WASHINGTON (AP) — Challengers to the Trump administration’s latest travel ban on visitors from six mostly Muslim countries are urging the Supreme Court to reject the administration’s plea to be allowed to fully enforce the ban.
Federal courts prevented President Donald Trump’s administration from banning people from Chad, Iran, Libya, Somalia, Syria and Yemen who can claim a “bona fide” relationship with someone in the United States. Courts said grandparents, cousins and other relatives count among the close relationships that are required.
Last week, the administration said blocking the full ban was causing “irreparable harm” because the policy is based on legitimate national security and foreign policy concerns.
But the challengers said in court papers filed Tuesday that the Supreme Court rejected a similar request from the administration last summer involving an earlier version of the travel ban that was making its way through the courts.

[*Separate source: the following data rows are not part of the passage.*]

#[derive(Debug, Clone, Serialize, Deserialize)]
pub struct Tree {
    nodes: Vec<Node>,
    root: NodeId,
    #[serde(skip)]
    cursors: Vec<Cursor>,
}

impl Tree {
    pub fn new() -> Self {
        let mut tree = Self {
            nodes: Vec::new(),
            root: NodeId(0),
            cursors: Vec::new(),
        };
        tree.root = tree.alloc(NodeKind::Root);
        tree
    }

    pub fn root(&self) -> NodeId {
        self.root
    }

    /// Number of arena slots, detached nodes included.
    pub fn len(&self) -> usize {
        self.nodes.len()
    }

    pub fn is_empty(&self) -> bool {
        self.children(self.root).is_empty()
    }

    /// Allocate a detached node.
    pub fn alloc(&mut self, kind: NodeKind) -> NodeId {
        let id = NodeId(self.nodes.len() as u32);
        let children = kind.is_container().then(Vec::new);
        self.nodes.push(Node {
            kind,
            parent: None,
            children,
            location: None,
        });
        id
    }

    pub fn alloc_at(&mut self, kind: NodeKind, location: Option<SourceLocation>) -> NodeId {
        let id = self.alloc(kind);
        self.nodes[id.index()].location = location;
        id
    }

    pub fn get(&self, id: NodeId) -> Option<&Node> {
        self.nodes.get(id.index())
    }

    pub fn node(&self, id: NodeId) -> Result<&Node, TreeError> {
        self.nodes.get(id.index()).ok_or(TreeError::UnknownNode(id))
    }

    pub fn kind(&self, id: NodeId) -> Result<&NodeKind, TreeError> {
        self.node(id).map(|n| &n.kind)
    }

    pub fn kind_mut(&mut self, id: NodeId) -> Result<&mut NodeKind, TreeError> {
        self.nodes
            .get_mut(id.index())
            .map(|n| &mut n.kind)
            .ok_or(TreeError::UnknownNode(id))
    }

    pub fn parent(&self, id: NodeId) -> Option<NodeId> {
        self.get(id).and_then(|n| n.parent)
    }

    /// Children of a container; empty for leaves and unknown ids.
    pub fn children(&self, id: NodeId) -> &[NodeId] {
        self.get(id).map(Node::children).unwrap_or(&[])
    }

    pub fn location(&self, id: NodeId) -> Option<SourceLocation> {
        self.get(id).and_then(|n| n.location)
    }

    pub fn set_location(&mut self, id: NodeId, location: SourceLocation) -> Result<(), TreeError> {
        let node = self
            .nodes
            .get_mut(id.index())
            .ok_or(TreeError::UnknownNode(id))?;
        node.location = Some(location);
        Ok(())
    }

    pub fn index_of(&self, id: NodeId) -> Option<usize> {
        let parent = self.parent(id)?;
        self.children(parent).iter().position(|c| *c == id)
    }

    /// `true` when `ancestor` is `id` or one of its ancestors.
    pub fn is_ancestor(&self, ancestor: NodeId, id: NodeId) -> bool {
        let mut current = Some(id);
        while let Some(node) = current {
            if node == ancestor {
                return true;
            }
            current = self.parent(node);
        }
        false
    }

    /// Pre-order walk of `id` and everything below it.
    pub fn descendants(&self, id: NodeId) -> Vec<NodeId> {
        let mut out = Vec::new();
        let mut stack = vec![id];
        while let Some(next) = stack.pop() {
            out.push(next);
            for child in self.children(next).iter().rev() {
                stack.push(*child);
            }
        }
        out
    }

    pub fn append(&mut self, parent: NodeId, child: NodeId) -> Result<(), TreeError> {
        let at = self.container(parent)?.len();
        self.insert(parent, at, child)
    }

    /// Insert `child` at `index`, detaching it from any prior container.
    pub fn insert(&mut self, parent: NodeId, index: usize, child: NodeId) -> Result<(), TreeError> {
        self.node(child)?;
        self.container(parent)?;
        if self.is_ancestor(child, parent) {
            return Err(TreeError::WouldCycle { parent, child });
        }
        let mut index = index;
        if let Some(old_parent) = self.parent(child) {
            if let Some(old_index) = self.index_of(child) {
                if old_parent == parent && old_index < index {
                    index -= 1;
                }
            }
            self.remove_child(old_parent, child)?;
        }
        let children = self.container_mut(parent)?;
        let index = index.min(children.len());
        children.insert(index, child);
        self.nodes[child.index()].parent = Some(parent);
        self.shift_cursors(parent, index, 1);
        Ok(())
    }

    /// Insert `nodes` directly after `anchor`, keeping their order.
    pub fn insert_after(&mut self, anchor: NodeId, nodes: &[NodeId]) -> Result<(), TreeError> {
        let parent = self.parent(anchor).ok_or(TreeError::Detached(anchor))?;
        for node in nodes.iter().rev() {
            let at = self.index_of(anchor).ok_or(TreeError::Detached(anchor))? + 1;
            self.insert(parent, at, *node)?;
        }
        Ok(())
    }

    pub fn remove_child(&mut self, parent: NodeId, child: NodeId) -> Result<(), TreeError> {
        let children = self.container_mut(parent)?;
        let index = children
            .iter()
            .position(|c| *c == child)
            .ok_or(TreeError::Detached(child))?;
        children.remove(index);
        self.nodes[child.index()].parent = None;
        for cursor in self.cursors.iter_mut() {
            if cursor.container == parent && index < cursor.next {
                cursor.next -= 1;
            }
        }
        Ok(())
    }

    pub fn detach(&mut self, id: NodeId) -> Result<(), TreeError> {
        match self.parent(id) {
            Some(parent) => self.remove_child(parent, id),
            None => Ok(()),
        }
    }

    /// Put `new_nodes` where `node` was, then detach `node`.
    pub fn replace_with(&mut self, node: NodeId, new_nodes: &[NodeId]) -> Result<(), TreeError> {
        self.insert_after(node, new_nodes)?;
        self.detach(node)
    }

    /// Swap a container's whole child list. Cursors walking it finish.
    pub fn set_children(&mut self, parent: NodeId, children: Vec<NodeId>) -> Result<(), TreeError> {
        let old = std::mem::take(self.container_mut(parent)?);
        for child in old {
            self.nodes[child.index()].parent = None;
        }
        for child in &children {
            self.detach(*child)?;
        }
        for child in &children {
            if self.is_ancestor(*child, parent) {
                return Err(TreeError::WouldCycle {
                    parent,
                    child: *child,
                });
            }
            self.nodes[child.index()].parent = Some(parent);
        }
        let len = children.len();
        *self.container_mut(parent)? = children;
        for cursor in self.cursors.iter_mut() {
            if cursor.container == parent {
                cursor.next = len;
            }
        }
        Ok(())
    }

    /// Visit the children of `parent` in order while `f` is free to mutate
    /// the tree, including the container being walked.
    pub fn each_child<E, F>(&mut self, parent: NodeId, mut f: F) -> Result<(), E>
    where
        F: FnMut(&mut Tree, NodeId) -> Result<(), E>,
        E: From<TreeError>,
    {
        self.container(parent)?;
        let slot = self.cursors.len();
        self.cursors.push(Cursor {
            container: parent,
            next: 0,
        });
        let result = loop {
            let cursor = self.cursors[slot];
            let Some(child) = self.children(parent).get(cursor.next).copied() else {
                break Ok(());
            };
            self.cursors[slot].next += 1;
            if let Err(err) = f(self, child) {
                break Err(err);
            }
        };
        self.cursors.truncate(slot);
        result
    }

    /// Deep copy of `id` into a fresh detached node of this tree.
    pub fn clone_subtree(&mut self, id: NodeId) -> Result<NodeId, TreeError> {
        let snapshot = self.fragment(&[id])?;
        let copied = snapshot.children(snapshot.root).to_vec();
        match copied.first() {
            Some(first) => self.copy_from(&snapshot, *first),
            None => Err(TreeError::UnknownNode(id)),
        }
    }

    /// Deep copy of a subtree of `other` into a detached node of this tree.
    pub fn copy_from(&mut self, other: &Tree, id: NodeId) -> Result<NodeId, TreeError> {
        let source = other.node(id)?;
        let copy = self.alloc_at(source.kind.clone(), source.location);
        for child in source.children() {
            let child_copy = self.copy_from(other, *child)?;
            self.nodes[child_copy.index()].parent = Some(copy);
            self.container_mut(copy)?.push(child_copy);
        }
        Ok(copy)
    }

    /// A standalone tree whose root holds deep copies of `ids`.
    pub fn fragment(&self, ids: &[NodeId]) -> Result<Tree, TreeError> {
        let mut out = Tree::new();
        let root = out.root;
        for id in ids {
            let copy = out.copy_from(self, *id)?;
            out.append(root, copy)?;
        }
        Ok(out)
    }

    /// A copy holding only the nodes reachable from the root.
    pub fn compacted(&self) -> Result<Tree, TreeError> {
        let mut out = self.fragment(self.children(self.root))?;
        let root = out.root;
        out.nodes[root.index()].location = self.location(self.root);
        Ok(out)
    }

    fn container(&self, id: NodeId) -> Result<&Vec<NodeId>, TreeError> {
        self.node(id)?
            .children
            .as_ref()
            .ok_or(TreeError::NotAContainer(id))
    }

    fn container_mut(&mut self, id: NodeId) -> Result<&mut Vec<NodeId>, TreeError> {
        self.nodes
            .get_mut(id.index())
            .ok_or(TreeError::UnknownNode(id))?
            .children
            .as_mut()
            .ok_or(TreeError::NotAContainer(id))
    }

    fn shift_cursors(&mut self, container: NodeId, index: usize, by: usize) {
        for cursor in self.cursors.iter_mut() {
            if cursor.container == container && index < cursor.next {
                cursor.next += by;
            }
        }
    }
}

Hawaii Attorney General Douglas Chin told the court that “the justification for that dramatic relief has only weakened” because the latest travel ban, unlike its two predecessors, is permanent.
In lawsuits filed in Hawaii and Maryland, federal courts said the updated travel ban Trump announced in September violated federal immigration law.
The travel policy also applies to travelers from North Korea and to some Venezuelan government officials and their families, but the lawsuits did not challenge those restrictions.
Arguments are scheduled for Dec. 6 before a three-judge panel of the 9th U.S. Circuit Court of Appeals in Seattle.
The Maryland case is slated to be argued before the full 4th U.S. Circuit Court of Appeals on Dec. 8 in Richmond, Va.